Debt-lag is not strictly tied to the distance or duration of a trip, but longer trips will typically cost more and thus cause more severe cases of debt-lag. It is a financial problem more commonly found in men than in women, with over two in five men suffering credit card shock upon return compared to less than one in three women.

The speed at which a person recovers from debt-lag is largely dependent on the individual's financial situation and any extenuating circumstances met with while travelling. Lack of travel insurance in cases of emergency and/or disruption to travel can exacerbate debt-lag, especially with one in four travelling without cover. One of the most common unexpected costs incurred while travelling overseas is last-minute transport or accommodation changes, which could be covered by a comprehensive travel insurance policy.

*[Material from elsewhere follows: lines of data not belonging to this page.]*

// src/agents/config.rs

//! A centralized place for tuning trader behaviour parameters.
//!
//! Prices are per unit of compute capacity for one month of use.

// --- ZipTrader ---
// Learning rate and momentum are drawn once per trader from these ranges.
pub const ZIP_LEARNING_RATE_MIN: f64 = 0.1;
pub const ZIP_LEARNING_RATE_MAX: f64 = 0.5;
pub const ZIP_MOMENTUM_MIN: f64 = 0.2;
pub const ZIP_MOMENTUM_MAX: f64 = 0.8;
// Starting margins. Buy margins live in [-1, 0), sell margins in [0, inf).
pub const ZIP_INITIAL_BUY_MARGIN_MIN: f64 = -0.35;
pub const ZIP_INITIAL_BUY_MARGIN_MAX: f64 = -0.05;
pub const ZIP_INITIAL_SELL_MARGIN_MIN: f64 = 0.05;
pub const ZIP_INITIAL_SELL_MARGIN_MAX: f64 = 0.35;
// Target perturbation: tau = R * q + A.
pub const ZIP_RAISE_R_MAX: f64 = 1.05;
pub const ZIP_RAISE_A_MAX: f64 = 0.05;
pub const ZIP_LOWER_R_MIN: f64 = 0.95;
pub const ZIP_LOWER_A_MIN: f64 = -0.05;
// Closest a buy margin may get to zero.
pub const ZIP_BUY_MARGIN_CEILING: f64 = -1e-6;

// --- TestTrader ---
// Zero-intelligence quotes are drawn between the limit and these bounds.
pub const TEST_TRADER_MIN_PRICE: f64 = 0.01;
pub const TEST_TRADER_MAX_PRICE: f64 = 0.25;

// --- InstanceTrader ---
pub const TICKS_PER_MONTH: u64 = 720;
pub const RESERVED_TERM_MONTHS: u64 = 12;
// Up-front price of one reserved instance for the whole term.
pub const RESERVED_INSTANCE_PRICE: f64 = 0.60;
// Price of one unit bought from the provider on demand.
pub const ON_DEMAND_PRICE: f64 = 0.10;
// Limit price for reselling a spare unit for the rest of the month.
pub const RESALE_LIMIT_PRICE: f64 = 0.06;
pub const INSTANCE_PROB_BUYING_RI: f64 = 0.05;
// Deadline given to resale assignments, in ticks.
pub const RESALE_DEADLINE_TICKS: u64 = TICKS_PER_MONTH;

// --- Market maker ---
pub const MM_INITIAL_PROB_BUYING_RI: f64 = 0.5;
pub const MM_PROB_STEP: f64 = 0.05;
// src/market.rs

use crate::agents::agent_trait::Trader;
use crate::agents::agent_type::TraderType;
use crate::agents::report::TraderReport;
use crate::assignment_server::AssignmentServer;
use crate::config::SimulationConfig;
use crate::error::Result;
use crate::schedule::{DemandSchedule, Equilibrium, SupplySchedule, get_equilibrium};
use crate::simulators::{BookEvent, Exchange};
use crate::types::{Commodity, IdGenerator, Trade, TraderId};
use rand::rngs::StdRng;
use rand::{Rng, SeedableRng};
use std::sync::Arc;
use tracing::{debug, info, warn};

/// The simulation engine. It owns the exchange, the trader population and
/// the assignment servers, and runs the per-tick interaction loop.
///
/// Books never call traders. Everything a book produces is queued and
/// delivered here, after the call that caused it has returned.
pub struct Market {
    config: SimulationConfig,
    ids: Arc<IdGenerator>,
    exchange: Exchange,
    traders: Vec<Box<dyn Trader>>,
    servers: Vec<AssignmentServer>,
    trades: Vec<Trade>,
    time: u64,
    seeds: StdRng,
}

impl Market {
    pub fn new(config: SimulationConfig) -> Result<Self> {
        config.validate()?;
        let ids = Arc::new(IdGenerator::new());
        let mut market = Self {
            exchange: Exchange::new(ids.clone()),
            traders: Vec::new(),
            servers: Vec::new(),
            trades: Vec::new(),
            time: 0,
            seeds: StdRng::seed_from_u64(config.seed),
            ids,
            config,
        };
        market.populate()?;
        Ok(market)
    }

    fn populate(&mut self) -> Result<()> {
        for name in &self.config.commodities {
            self.exchange.add_commodity(Commodity::new(name.clone()));
        }
        let kinds: Vec<TraderType> = self
            .config
            .traders
            .iter()
            .flat_map(|entry| std::iter::repeat_n(entry.kind, entry.count))
            .collect();
        for kind in kinds {
            self.add_trader(kind);
        }
        for server in self.config.servers.clone() {
            let rng = StdRng::seed_from_u64(self.seeds.r#gen());
            self.servers
                .push(AssignmentServer::with_config(rng, server, self.ids.clone())?);
        }
        info!(
            traders = self.traders.len(),
            commodities = self.config.commodities.len(),
            servers = self.servers.len(),
            seed = self.config.seed,
            "market ready"
        );
        Ok(())
    }

    /// Creates a trader of `kind`, subscribes it to every book and returns
    /// its id.
    pub fn add_trader(&mut self, kind: TraderType) -> TraderId {
        self.add_trader_with(|id, ids, rng| kind.create(id, ids, rng))
    }

    /// Like `add_trader`, for traders built outside the factory. `build`
    /// receives the new id, the shared id generator and a seeded rng.
    pub fn add_trader_with<F>(&mut self, build: F) -> TraderId
    where
        F: FnOnce(TraderId, Arc<IdGenerator>, StdRng) -> Box<dyn Trader>,
    {
        let id = self.traders.len();
        let rng = StdRng::seed_from_u64(self.seeds.r#gen());
        self.traders.push(build(id, self.ids.clone(), rng));
        self.exchange.subscribe_all(id);
        id
    }

    /// Starts over from the stored configuration. Id counters restart too,
    /// so a reset run reproduces the first one.
    pub fn reset(&mut self) -> Result<()> {
        self.ids.reset();
        self.exchange = Exchange::new(self.ids.clone());
        self.traders.clear();
        self.servers.clear();
        self.trades.clear();
        self.time = 0;
        self.seeds = StdRng::seed_from_u64(self.config.seed);
        self.populate()
    }

    /// One tick: assignments are issued, then every trader quotes, then
    /// every trader may take a resting quote, then every trader closes the
    /// step. Book events are delivered after each trader call.
    pub fn step(&mut self) {
        let time = self.time;
        let traded_before = self.trades.len();

        for server in self.servers.iter_mut() {
            server.run(&mut self.traders, time);
        }
        for i in 0..self.traders.len() {
            self.traders[i].trade(&mut self.exchange, time);
            self.dispatch_events();
        }
        for i in 0..self.traders.len() {
            self.traders[i].execute(&mut self.exchange, time);
            self.dispatch_events();
        }
        for i in 0..self.traders.len() {
            self.traders[i].end_time_step(&mut self.exchange, time);
            self.dispatch_events();
        }

        self.time += 1;
        let traded = self.trades.len() - traded_before;
        debug!(
            tick = time,
            trades = traded,
            last_price = self.trades.last().map(Trade::price),
            "tick complete"
        );
    }

    /// Runs `ticks` steps, logging the trader reports every
    /// `report_every` ticks.
    pub fn run(&mut self, ticks: u64) {
        for _ in 0..ticks {
            self.step();
            let every = self.config.report_every;
            if every > 0 && self.time % every == 0 {
                info!(tick = self.time, trades = self.trades.len(), "progress");
                for report in self.reports() {
                    info!(tick = self.time, "{}", report);
                }
            }
        }
    }

    /// Delivers queued book events until none are left: splits and
    /// executions to the owning traders, book updates to every subscriber
    /// in subscription order.
    pub fn dispatch_events(&mut self) {
        while self.exchange.has_pending_events() {
            for (subscribers, event) in self.exchange.drain_events() {
                match event {
                    BookEvent::Split {
                        owner,
                        original,
                        fragment,
                    } => match self.traders.get_mut(owner) {
                        Some(trader) => {
                            trader.order_split(original, fragment);
                        }
                        None => warn!(owner, order = %original, "split for unknown trader"),
                    },
                    BookEvent::Trade(trade) => {
                        let traders = &mut self.traders;
                        let exchange = &mut self.exchange;
                        trade.update_owners(|owner, order| match traders.get_mut(owner) {
                            Some(trader) => {
                                trader.executed_order(order, &trade, exchange);
                            }
                            None => warn!(owner, order = %order.id(), "trade for unknown trader"),
                        });
                        self.trades.push(trade);
                    }
                    BookEvent::Update(update) => {
                        for id in subscribers {
                            if let Some(trader) = self.traders.get_mut(id) {
                                trader.order_book_updated(&update);
                            }
                        }
                    }
                }
            }
        }
    }

    pub fn reports(&self) -> Vec<TraderReport> {
        self.traders.iter().map(|t| t.report()).collect()
    }

    pub fn demand_schedule(&self, commodity: &Commodity) -> DemandSchedule {
        DemandSchedule::from_population(commodity, &self.traders)
    }

    pub fn supply_schedule(&self, commodity: &Commodity) -> SupplySchedule {
        SupplySchedule::from_population(commodity, &self.traders)
    }

    /// Competitive equilibrium of the open assignments for `commodity`.
    pub fn equilibrium(&self, commodity: &Commodity) -> Option<Equilibrium> {
        get_equilibrium(&self.demand_schedule(commodity), &self.supply_schedule(commodity))
    }

    pub fn config(&self) -> &SimulationConfig {
        &self.config
    }

    pub fn ids(&self) -> &Arc<IdGenerator> {
        &self.ids
    }

    pub fn time(&self) -> u64 {
        self.time
    }

    pub fn trades(&self) -> &[Trade] {
        &self.trades
    }

    pub fn exchange(&self) -> &Exchange {
        &self.exchange
    }

    pub fn traders(&self) -> &[Box<dyn Trader>] {
        &self.traders
    }

    pub fn trader(&self, id: TraderId) -> Option<&dyn Trader> {
        self.traders.get(id).map(|t| t.as_ref())
    }

    /// A trader together with the exchange, for driving it by hand.
    /// Call `dispatch_events` afterwards to deliver what the books queued.
    pub fn trader_mut(&mut self, id: TraderId) -> Option<(&mut dyn Trader, &mut Exchange)> {
        let exchange = &mut self.exchange;
        self.traders
            .get_mut(id)
            .map(move |t| (t.as_mut() as &mut dyn Trader, exchange))
    }
}
// src/agents/mod.rs

pub mod agent_trait;
pub mod agent_type;
pub mod config;
pub mod instance_trader;
pub mod report;
pub mod test_trader;
pub mod zip_trader;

A common cause of debt-lag is tied to fees and charges by financial institutions to access their services while overseas. In fact, these hidden charges, such as currency conversion fees and foreign ATM access charges, are cited as the top "travel rip-offs" experienced by travellers.

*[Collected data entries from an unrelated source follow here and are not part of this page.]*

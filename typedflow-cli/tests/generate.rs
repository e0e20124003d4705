//! End-to-end runs of the generator against registry files on disk

use pretty_assertions::assert_eq;
use std::fs;
use std::path::Path;
use typedflow_cli::{generate_file, generate_text, GenerateError, GeneratorConfig};

const HELLO: &str = r#"
use serde::{Deserialize, Serialize};
use typedflow::{workflow, workflow_registry, FrameworkError, Workflow, WorkflowContext};

#[workflow_registry]
pub static WORKFLOWS: &[Workflow] = &[
    Workflow {
        name: "sayHello",
        description: "This is the sayHello workflow",
        func: &hello_workflow,
    },
    Workflow {
        name: "sayHello2",
        description: "This is the sayHello workflow again",
        func: &hello_workflow,
    },
];

#[derive(Debug, Serialize, Deserialize)]
pub struct Response {
    pub res: String,
}

#[workflow]
pub async fn hello_workflow(_ctx: WorkflowContext, params: String) -> Result<Response, FrameworkError> {
    Ok(Response { res: format!("hello: {}", params) })
}
"#;

fn item_names(code: &str) -> Vec<String> {
    syn::parse_file(code)
        .expect("generated code parses")
        .items
        .iter()
        .filter_map(|item| match item {
            syn::Item::Fn(f) => Some(f.sig.ident.to_string()),
            syn::Item::Trait(t) => Some(t.ident.to_string()),
            syn::Item::Struct(s) => Some(s.ident.to_string()),
            _ => None,
        })
        .collect()
}

#[test]
fn hello_registry_yields_two_wrapper_sets() {
    let generated = generate_text(Path::new("workflows.rs"), HELLO).unwrap();

    assert_eq!(
        item_names(&generated.code),
        vec![
            "execute_say_hello_workflow",
            "SayHelloRun",
            "SayHelloRunImpl",
            "execute_say_hello2_workflow",
            "SayHello2Run",
            "SayHello2RunImpl",
        ]
    );

    for record in &generated.records {
        assert_eq!(record.func.ident(), "hello_workflow");
        assert_eq!(record.input_type, "String");
        assert_eq!(record.result_type, "Response");
    }

    assert_eq!(generated.code.matches("input: &String,").count(), 2);
    assert_eq!(generated.code.matches("::typedflow::TypedRun<Response>").count(), 2);
    assert!(generated.code.contains("/// Start the `sayHello` workflow"));
    assert!(generated.code.contains("/// Start the `sayHello2` workflow"));
}

#[test]
fn execute_functions_follow_source_order() {
    let source = r#"
#[workflow_registry]
static WORKFLOWS: &[Workflow] = &[
    Workflow { name: "zeta", description: "", func: &run },
    Workflow { name: "alpha", description: "", func: &run },
    Workflow { name: "mid", description: "", func: &run },
];

async fn run(ctx: WorkflowContext, input: Order) -> Result<Receipt, FrameworkError> {
    todo!()
}
"#;
    let generated = generate_text(Path::new("workflows.rs"), source).unwrap();
    let executes: Vec<String> = item_names(&generated.code)
        .into_iter()
        .filter(|name| name.starts_with("execute_"))
        .collect();

    assert_eq!(
        executes,
        vec![
            "execute_zeta_workflow",
            "execute_alpha_workflow",
            "execute_mid_workflow",
        ]
    );
}

#[test]
fn wrong_arity_writes_nothing() {
    let dir = tempfile::tempdir().unwrap();
    let input = dir.path().join("workflows.rs");
    fs::write(
        &input,
        HELLO.replace(
            "_ctx: WorkflowContext, params: String",
            "params: String",
        ),
    )
    .unwrap();

    let config = GeneratorConfig::for_input(input, false);
    let err = generate_file(&config).unwrap_err();

    assert!(matches!(err, GenerateError::SignatureShape { .. }));
    assert!(!config.output.exists());
    assert_eq!(fs::read_dir(dir.path()).unwrap().count(), 1);
}

#[test]
fn unknown_function_is_reported_by_name() {
    let err = generate_text(
        Path::new("workflows.rs"),
        &HELLO.replacen("func: &hello_workflow", "func: &goodbye_workflow", 1),
    )
    .unwrap_err();

    let message = err.to_string();
    assert!(message.contains("goodbye_workflow"), "{}", message);
    assert!(message.contains("sayHello"), "{}", message);
}

#[test]
fn inline_closure_is_lifted_into_output() {
    let source = r#"
#[workflow_registry]
static WORKFLOWS: &[Workflow] = &[
    Workflow {
        name: "echo",
        description: "returns its input",
        func: &|_ctx: WorkflowContext, input: String| -> Result<String, FrameworkError> {
            Ok(input)
        },
    },
];
"#;
    let generated = generate_text(Path::new("workflows.rs"), source).unwrap();

    assert_eq!(
        item_names(&generated.code),
        vec![
            "execute_echo_workflow",
            "EchoRun",
            "EchoRunImpl",
            "echo_inline_workflow",
        ]
    );
    assert!(generated.code.contains("\"echo_inline_workflow\""));
    assert!(generated.code.contains(
        "pub async fn echo_inline_workflow(_ctx: WorkflowContext, input: String) -> Result<String, FrameworkError> {\n    Ok(input)\n}\n"
    ));
}

#[test]
fn two_marked_registries_are_ambiguous() {
    let source = r#"
#[workflow_registry]
static FIRST: &[Workflow] = &[];
#[workflow_registry]
static SECOND: &[Workflow] = &[];
"#;
    let err = generate_text(Path::new("workflows.rs"), source).unwrap_err();
    let message = err.to_string();
    assert!(message.contains("FIRST") && message.contains("SECOND"), "{}", message);
}

#[test]
fn file_without_registry_is_rejected() {
    let err = generate_text(Path::new("workflows.rs"), "pub fn nothing() {}").unwrap_err();
    assert!(matches!(err, GenerateError::RegistryNotFound { .. }));
}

There is no maximum to debt-lag attributed debt, although it is largely limited by an individual's credit limit and ability to accrue debt. Inversely, there is no limit to the amount of time it takes to resolve debt-lag as repayment habits, compound interest charges and the ability to continually accrue debt even after the trip is complete can make the debt rollover perpetually. Over a third of people would holiday again before paying down their debt-lag induced debt, lengthening the duration of this condition.

==Management==
Careful budgeting and monitoring of expenses can prevent debt-lag. This includes preparation, research and budgeting around optimal financial products for travel, both before and after a trip.

===Before travelling===
Many banks and financial institutions will have specific travel products on offer such as prepaid travel money cards or credit cards with little or no currency conversion fees and complimentary travel insurance. These kinds of financial products will often be far better suited to travel than typical banking products and will minimise the amount spent on fees and charges associated with travel.
Another alternative option for travellers to take their money with them is traveller's checks. These are a very secure method of taking money abroad but aren’t widely accepted.

=== During Travel ===
There are a few product features that will affect how you should use your financial products overseas. These include:

- credit card purchase credit card purchase rate and cash advance rates
- prepaid travel card reload fees
- foreign ATM usage fees
- currency conversion fees

Knowing these fees and the circumstances in which they are charged can help travellers avoid them and thus lowers the chances of severe debt-lag upon return.

===After Travelling===
The period directly after travel is crucial to minimising the long-term effects of debt-lag. If the debt is paid off in a timely manner, the traveller can avoid paying interest, especially if they incorporated interest free days into their budget before travelling.

While the majority of travellers believe they can pay back their debt within just a few months, those who fail to do so can find themselves paying thousands in interest on top of having to pay back their initial debt amount. A balance transfer of the debt to a low rate or zero percent credit card can help alleviate the stress of long-term debt-lag.